▸ **Data to use**:
____________
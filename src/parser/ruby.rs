//! Ruby version requirement parser
//!
//! Handles:
//! - Fixed versions: `= 1.2.3`, `1.2.3`
//! - Pessimistic constraints: `~> 1.2`, `~> 1.2.3`
//! - Comparison operators: `>=`, `<`, `>`, `<=`
//! - Compound constraints: `>= 1.0, < 2.0`, `!= 1.5`

use crate::domain::{Ecosystem, VersionSpec, VersionSpecKind};
use crate::parser::{parse_requirement, VersionParser};

/// Parser for Ruby version requirements
pub struct RubyVersionParser;

const OPERATORS: &[(&str, VersionSpecKind)] = &[
    ("~>", VersionSpecKind::Compatible),
    ("=", VersionSpecKind::Exact),
    (">=", VersionSpecKind::GreaterOrEqual),
    (">", VersionSpecKind::Greater),
    ("<=", VersionSpecKind::LessOrEqual),
    ("<", VersionSpecKind::Less),
];

impl VersionParser for RubyVersionParser {
    fn parse(&self, version_str: &str) -> Option<VersionSpec> {
        parse_requirement(version_str, OPERATORS, VersionSpecKind::Exact)
    }

    fn ecosystem(&self) -> Ecosystem {
        Ecosystem::Bundler
    }
}
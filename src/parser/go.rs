//! Go module version parser
//!
//! Go requirements are always exact module versions (`v1.2.3`). A trailing
//! `// pinned` comment marks a version that must not be rewritten.

use crate::domain::{Ecosystem, VersionSpec, VersionSpecKind};
use crate::parser::VersionParser;
use regex::Regex;
use std::sync::LazyLock;

/// Parser for go.mod versions
pub struct GoVersionParser;

static GO_VERSION_RE: LazyLock<Regex> = LazyLock::new(|| {
    Regex::new(r"^v(\d+\.\d+\.\d+(?:-[0-9A-Za-z.-]+)?(?:\+incompatible)?)(\s*//\s*pinned.*)?$")
        .unwrap()
});

impl VersionParser for GoVersionParser {
    fn parse(&self, version_str: &str) -> Option<VersionSpec> {
        let trimmed = version_str.trim();
        let caps = GO_VERSION_RE.captures(trimmed)?;
        let version = caps.get(1)?.as_str();

        let spec = VersionSpec::new(VersionSpecKind::Exact, trimmed, version).with_prefix("v");
        Some(match caps.get(2) {
            Some(pinned) => VersionSpec {
                kind: VersionSpecKind::GoPinned,
                ..spec.with_suffix(pinned.as_str())
            },
            None => spec,
        })
    }

    fn ecosystem(&self) -> Ecosystem {
        Ecosystem::GoModules
    }
}

#[cfg(test)]
mod tests {
    use super::*;

    #[test]
    fn test_parse_module_version() {
        let spec = GoVersionParser.parse("v1.9.0").unwrap();
        assert_eq!(spec.kind, VersionSpecKind::Exact);
        assert_eq!(spec.version, "1.9.0");
        assert_eq!(spec.format_updated("1.10.0"), "v1.10.0");
    }

    #[test]
    fn test_parse_pinned() {
        let spec = GoVersionParser.parse("v1.2.3 // pinned").unwrap();
        assert_eq!(spec.kind, VersionSpecKind::GoPinned);
        assert!(!spec.is_rewritable());
        assert_eq!(spec.format_updated("1.3.0"), "v1.3.0 // pinned");
    }

    #[test]
    fn test_parse_pseudo_version() {
        let spec = GoVersionParser.parse("v0.0.0-20240101120000-abcdef123456").unwrap();
        assert_eq!(spec.version, "0.0.0-20240101120000-abcdef123456");
    }

    #[test]
    fn test_parse_incompatible() {
        let spec = GoVersionParser.parse("v2.0.0+incompatible").unwrap();
        assert_eq!(spec.version, "2.0.0+incompatible");
    }

    #[test]
    fn test_parse_rejects_missing_prefix() {
        assert!(GoVersionParser.parse("1.2.3").is_none());
    }
}
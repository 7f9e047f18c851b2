#![no_main]

use std::collections::HashMap;

lightweight::fuzz_invariants!(HashMap<String, Vec<bool>>);
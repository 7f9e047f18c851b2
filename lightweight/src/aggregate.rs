//! Aggregates: records of fields, encoded as the concatenation of their public fields in declaration order. Field names never appear in the encoding.
//!
//! Structs get their codec from the [`aggregate!`](crate::aggregate) macro. Tuples are aggregates whose fields are all public, and `()` is the aggregate without any fields.

use ufotofu::{BulkConsumer, BulkProducer};

use crate::dynamic::{FieldShape, Shape, Shaped};
use crate::{Decodable, DecodeError, Encodable, EncodableKnownSize, EncodeError};

/// Declares a struct together with its [`Encodable`](crate::Encodable), [`EncodableKnownSize`](crate::EncodableKnownSize), [`Decodable`](crate::Decodable) and [`Shaped`](crate::dynamic::Shaped) implementations.
///
/// Only fields declared with a plain `pub` are encoded, in declaration order. All other fields (private ones as well as `pub(crate)`, `pub(super)` and `pub(in path)` ones) are skipped: they are not encoded, [`decode`](crate::decode) leaves them as they are, and [`Decodable::decode`](crate::Decodable::decode) sets them to their [`Default`]. The type of every encoded field must implement the four traits itself; the types of skipped fields only need to implement [`Default`].
///
/// ```
/// use lightweight::*;
///
/// aggregate! {
///     #[derive(Debug, PartialEq)]
///     pub struct Entry {
///         pub key: String,
///         pub counts: Vec<u32>,
///         hits: u64,
///     }
/// }
///
/// let entry = Entry { key: "a".into(), counts: vec![1, 2], hits: 17 };
/// let enc = encode(&entry).unwrap();
/// assert_eq!(enc, [2, b'a', 4, 1, 2]);
///
/// let mut decoded = Entry { key: String::new(), counts: vec![], hits: 3 };
/// decode(&enc, &mut decoded).unwrap();
/// assert_eq!(decoded, Entry { key: "a".into(), counts: vec![1, 2], hits: 3 });
///
/// let fresh: Entry = decode_from_slice(&enc).unwrap();
/// assert_eq!(fresh.hits, 0);
/// ```
#[macro_export]
macro_rules! aggregate {
    // Restricted visibility: skipped.
    (@munch $name:ident [$($all:tt)*] [$($pubs:tt)*] [$($privs:tt)*]
        $(#[$m:meta])* pub ( $($restriction:tt)* ) $f:ident : $t:ty $(, $($rest:tt)*)?
    ) => {
        $crate::aggregate!(@munch $name
            [$($all)* $f : $t => false,]
            [$($pubs)*]
            [$($privs)* $f : $t,]
            $($($rest)*)?
        );
    };
    // Public: encoded.
    (@munch $name:ident [$($all:tt)*] [$($pubs:tt)*] [$($privs:tt)*]
        $(#[$m:meta])* pub $f:ident : $t:ty $(, $($rest:tt)*)?
    ) => {
        $crate::aggregate!(@munch $name
            [$($all)* $f : $t => true,]
            [$($pubs)* $f : $t,]
            [$($privs)*]
            $($($rest)*)?
        );
    };
    // Private: skipped.
    (@munch $name:ident [$($all:tt)*] [$($pubs:tt)*] [$($privs:tt)*]
        $(#[$m:meta])* $f:ident : $t:ty $(, $($rest:tt)*)?
    ) => {
        $crate::aggregate!(@munch $name
            [$($all)* $f : $t => false,]
            [$($pubs)*]
            [$($privs)* $f : $t,]
            $($($rest)*)?
        );
    };
    (@field_shape $f:ident, $t:ty, true) => {
        $crate::dynamic::FieldShape::public(
            ::core::stringify!($f),
            <$t as $crate::dynamic::Shaped>::shape(),
        )
    };
    (@field_shape $f:ident, $t:ty, false) => {
        $crate::dynamic::FieldShape::private(
            ::core::stringify!($f),
            $crate::dynamic::Shape::Opaque(::std::string::String::from(::core::stringify!($t))),
        )
    };
    (@munch $name:ident
        [$($f:ident : $t:ty => $public:tt,)*]
        [$($pf:ident : $pt:ty,)*]
        [$($xf:ident : $xt:ty,)*]
    ) => {
        impl $crate::Encodable for $name {
            #[allow(unused_variables)]
            async fn encode<C>(
                &self,
                consumer: &mut C,
            ) -> ::core::result::Result<(), $crate::EncodeError<C::Error>>
            where
                C: $crate::ufotofu::BulkConsumer<Item = u8>,
            {
                $(
                    $crate::Encodable::encode(&self.$pf, consumer).await?;
                )*
                ::core::result::Result::Ok(())
            }
        }

        impl $crate::EncodableKnownSize for $name {
            fn len_of_encoding(&self) -> usize {
                0 $(+ $crate::EncodableKnownSize::len_of_encoding(&self.$pf))*
            }
        }

        impl $crate::Decodable for $name {
            #[allow(unused_variables)]
            async fn decode<P>(
                producer: &mut P,
            ) -> ::core::result::Result<Self, $crate::DecodeError<P::Final, P::Error>>
            where
                P: $crate::ufotofu::BulkProducer<Item = u8>,
            {
                $(
                    let $pf = <$pt as $crate::Decodable>::decode(producer).await?;
                )*
                ::core::result::Result::Ok($name {
                    $($pf,)*
                    $($xf: <$xt as ::core::default::Default>::default(),)*
                })
            }

            #[allow(unused_variables)]
            async fn decode_into<P>(
                &mut self,
                producer: &mut P,
            ) -> ::core::result::Result<(), $crate::DecodeError<P::Final, P::Error>>
            where
                P: $crate::ufotofu::BulkProducer<Item = u8>,
            {
                $(
                    $crate::Decodable::decode_into(&mut self.$pf, producer).await?;
                )*
                ::core::result::Result::Ok(())
            }
        }

        impl $crate::dynamic::Shaped for $name {
            fn shape() -> $crate::dynamic::Shape {
                $crate::dynamic::Shape::Aggregate(::std::vec![
                    $($crate::aggregate!(@field_shape $f, $t, $public),)*
                ])
            }
        }
    };
    (
        $(#[$meta:meta])*
        $vis:vis struct $name:ident {
            $($fields:tt)*
        }
    ) => {
        $(#[$meta])*
        $vis struct $name {
            $($fields)*
        }

        $crate::aggregate!(@munch $name [] [] [] $($fields)*);
    };
}

impl Encodable for () {
    async fn encode<C>(&self, _consumer: &mut C) -> Result<(), EncodeError<C::Error>>
    where
        C: BulkConsumer<Item = u8>,
    {
        Ok(())
    }
}

impl EncodableKnownSize for () {
    fn len_of_encoding(&self) -> usize {
        0
    }
}

impl Decodable for () {
    async fn decode<P>(_producer: &mut P) -> Result<Self, DecodeError<P::Final, P::Error>>
    where
        P: BulkProducer<Item = u8>,
    {
        Ok(())
    }
}

impl Shaped for () {
    fn shape() -> Shape {
        Shape::Aggregate(vec![])
    }
}

macro_rules! tuple_codec {
    ($($ty:ident $index:tt),+) => {
        impl<$($ty: Encodable),+> Encodable for ($($ty,)+) {
            async fn encode<C>(&self, consumer: &mut C) -> Result<(), EncodeError<C::Error>>
            where
                C: BulkConsumer<Item = u8>,
            {
                $(
                    self.$index.encode(consumer).await?;
                )+
                Ok(())
            }
        }

        impl<$($ty: EncodableKnownSize),+> EncodableKnownSize for ($($ty,)+) {
            fn len_of_encoding(&self) -> usize {
                0 $(+ self.$index.len_of_encoding())+
            }
        }

        impl<$($ty: Decodable),+> Decodable for ($($ty,)+) {
            async fn decode<P>(producer: &mut P) -> Result<Self, DecodeError<P::Final, P::Error>>
            where
                P: BulkProducer<Item = u8>,
            {
                Ok(($($ty::decode(producer).await?,)+))
            }

            async fn decode_into<P>(&mut self, producer: &mut P) -> Result<(), DecodeError<P::Final, P::Error>>
            where
                P: BulkProducer<Item = u8>,
            {
                $(
                    self.$index.decode_into(producer).await?;
                )+
                Ok(())
            }
        }

        impl<$($ty: Shaped),+> Shaped for ($($ty,)+) {
            fn shape() -> Shape {
                Shape::Aggregate(vec![
                    $(FieldShape::public(stringify!($index), $ty::shape()),)+
                ])
            }
        }
    };
}

tuple_codec!(T0 0);
tuple_codec!(T0 0, T1 1);
tuple_codec!(T0 0, T1 1, T2 2);
tuple_codec!(T0 0, T1 1, T2 2, T3 3);
tuple_codec!(T0 0, T1 1, T2 2, T3 3, T4 4);
tuple_codec!(T0 0, T1 1, T2 2, T3 3, T4 4, T5 5);
tuple_codec!(T0 0, T1 1, T2 2, T3 3, T4 4, T5 5, T6 6);
tuple_codec!(T0 0, T1 1, T2 2, T3 3, T4 4, T5 5, T6 6, T7 7);
tuple_codec!(T0 0, T1 1, T2 2, T3 3, T4 4, T5 5, T6 6, T7 7, T8 8);
tuple_codec!(T0 0, T1 1, T2 2, T3 3, T4 4, T5 5, T6 6, T7 7, T8 8, T9 9);
tuple_codec!(T0 0, T1 1, T2 2, T3 3, T4 4, T5 5, T6 6, T7 7, T8 8, T9 9, T10 10);
tuple_codec!(T0 0, T1 1, T2 2, T3 3, T4 4, T5 5, T6 6, T7 7, T8 8, T9 9, T10 10, T11 11);

#[cfg(test)]
mod tests {
    use core::cell::Cell;
    use std::collections::BTreeMap;

    use super::*;
    use crate::dynamic::{Field, IntWidth, Value};
    use crate::{decode, decode_from_slice, decode_value, encode, encode_value};

    aggregate! {
        #[derive(Debug, Clone, PartialEq, Default)]
        struct Reading {
            pub sensor: String,
            pub samples: Vec<f64>,
            pub(crate) calibrated: bool,
            retries: u8,
            pub offset: i16,
        }
    }

    aggregate! {
        #[derive(Debug, PartialEq)]
        struct Station {
            pub id: u32,
            pub readings: Vec<Reading>,
            pub tags: BTreeMap<String, String>,
            last_seen: Cell<u64>,
        }
    }

    aggregate! {
        #[derive(Debug, Default, PartialEq)]
        struct Nothing {}
    }

    aggregate! {
        #[derive(Debug, Default, PartialEq)]
        struct Hidden {
            secret: u64,
        }
    }

    fn reading() -> Reading {
        Reading {
            sensor: "thermo".to_string(),
            samples: vec![21.5, 22.0],
            calibrated: true,
            retries: 3,
            offset: -2,
        }
    }

    #[test]
    fn only_public_fields_are_encoded() {
        let enc = encode(&reading()).unwrap();
        assert_eq!(
            enc,
            encode(&("thermo", vec![21.5f64, 22.0], -2i16)).unwrap()
        );
        assert_eq!(enc.len(), reading().len_of_encoding());
    }

    #[test]
    fn skipped_fields_keep_their_value_in_place() {
        let enc = encode(&reading()).unwrap();

        let mut decoded = Reading {
            calibrated: false,
            retries: 9,
            ..Reading::default()
        };
        assert_eq!(decode(&enc, &mut decoded), Ok(()));
        assert_eq!(
            decoded,
            Reading {
                calibrated: false,
                retries: 9,
                ..reading()
            }
        );

        // Decoding a fresh value has nothing to keep.
        assert_eq!(
            decode_from_slice::<Reading>(&enc),
            Ok(Reading {
                calibrated: false,
                retries: 0,
                ..reading()
            })
        );
    }

    #[test]
    fn nested_skipped_fields_keep_their_value_in_place() {
        let station = Station {
            id: 5,
            readings: vec![reading()],
            tags: BTreeMap::new(),
            last_seen: Cell::new(1),
        };
        let enc = encode(&(station, reading())).unwrap();

        let mut dest = (
            Station {
                id: 0,
                readings: vec![Reading {
                    retries: 7,
                    ..Reading::default()
                }],
                tags: BTreeMap::new(),
                last_seen: Cell::new(9),
            },
            Reading {
                retries: 4,
                ..Reading::default()
            },
        );
        assert_eq!(decode(&enc, &mut dest), Ok(()));

        assert_eq!(dest.0.id, 5);
        assert_eq!(dest.0.last_seen.get(), 9);
        // Sequence elements are decoded afresh.
        assert_eq!(dest.0.readings[0].retries, 0);
        assert_eq!(dest.1.retries, 4);
        assert_eq!(dest.1.sensor, "thermo");
    }

    #[test]
    fn nested_aggregates() {
        let mut tags = BTreeMap::new();
        tags.insert("site".to_string(), "roof".to_string());
        let station = Station {
            id: 17,
            readings: vec![reading(), Reading::default()],
            tags,
            last_seen: Cell::new(1234),
        };

        let enc = encode(&station).unwrap();
        let decoded = decode_from_slice::<Station>(&enc).unwrap();
        assert_eq!(decoded.id, 17);
        assert_eq!(decoded.tags, station.tags);
        assert_eq!(decoded.readings[1], Reading::default());
        assert_eq!(decoded.readings[0].sensor, "thermo");
        assert_eq!(decoded.last_seen.get(), 0);
    }

    #[test]
    fn aggregates_without_public_fields_are_empty() {
        assert_eq!(encode(&Nothing {}).unwrap(), Vec::<u8>::new());
        assert_eq!(encode(&Hidden { secret: 42 }).unwrap(), Vec::<u8>::new());
        assert_eq!(encode(&()).unwrap(), Vec::<u8>::new());
        assert_eq!(decode_from_slice::<Hidden>(&[]), Ok(Hidden { secret: 0 }));
        assert_eq!(decode_from_slice::<()>(&[]), Ok(()));
    }

    #[test]
    fn tuples_are_aggregates() {
        let tuple = (true, -2137i64, "abc".to_string(), vec![1u8]);
        let enc = encode(&tuple).unwrap();
        assert_eq!(enc, [1, 0xb1, 0x21, 6, b'a', b'b', b'c', 2, 1]);
        assert_eq!(enc.len(), tuple.len_of_encoding());
        assert_eq!(
            decode_from_slice::<(bool, i64, String, Vec<u8>)>(&enc),
            Ok(tuple)
        );

        let twelve = (1u8, 2u16, 3u32, 4u64, 5usize, 6i8, 7i16, 8i32, 9i64, 10isize, 11.0f32, 12.0f64);
        let enc = encode(&twelve).unwrap();
        assert_eq!(decode_from_slice(&enc), Ok(twelve));
    }

    #[test]
    fn shapes_describe_the_encoding() {
        assert_eq!(
            Reading::shape(),
            Shape::Aggregate(vec![
                FieldShape::public("sensor", Shape::Text),
                FieldShape::public("samples", Shape::Seq(Box::new(Shape::F64))),
                FieldShape::private("calibrated", Shape::Opaque("bool".to_string())),
                FieldShape::private("retries", Shape::Opaque("u8".to_string())),
                FieldShape::public("offset", Shape::Signed(IntWidth::Sixteen)),
            ])
        );

        let enc = encode(&reading()).unwrap();
        let value = decode_value(&enc, &Reading::shape()).unwrap();
        match &value {
            Value::Aggregate(fields) => {
                assert_eq!(fields.len(), 5);
                assert_eq!(fields[0], Field::public("sensor", "thermo".into()));
                assert_eq!(fields[4], Field::public("offset", Value::Signed(-2)));
                assert!(!fields[3].public);
            }
            other => panic!("expected an aggregate, got {:?}", other),
        }
        assert_eq!(encode_value(&value).unwrap(), enc);
    }

    #[test]
    fn truncated_aggregate() {
        let enc = encode(&reading()).unwrap();
        assert_eq!(
            decode_from_slice::<Reading>(&enc[..enc.len() - 1]),
            Err(DecodeError::UnexpectedEndOfInput(()))
        );
    }
}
____________
Of all the lines in the data, count those that contain "requirements" and give that figure with nothing else.

▸ **Expected answer**:
2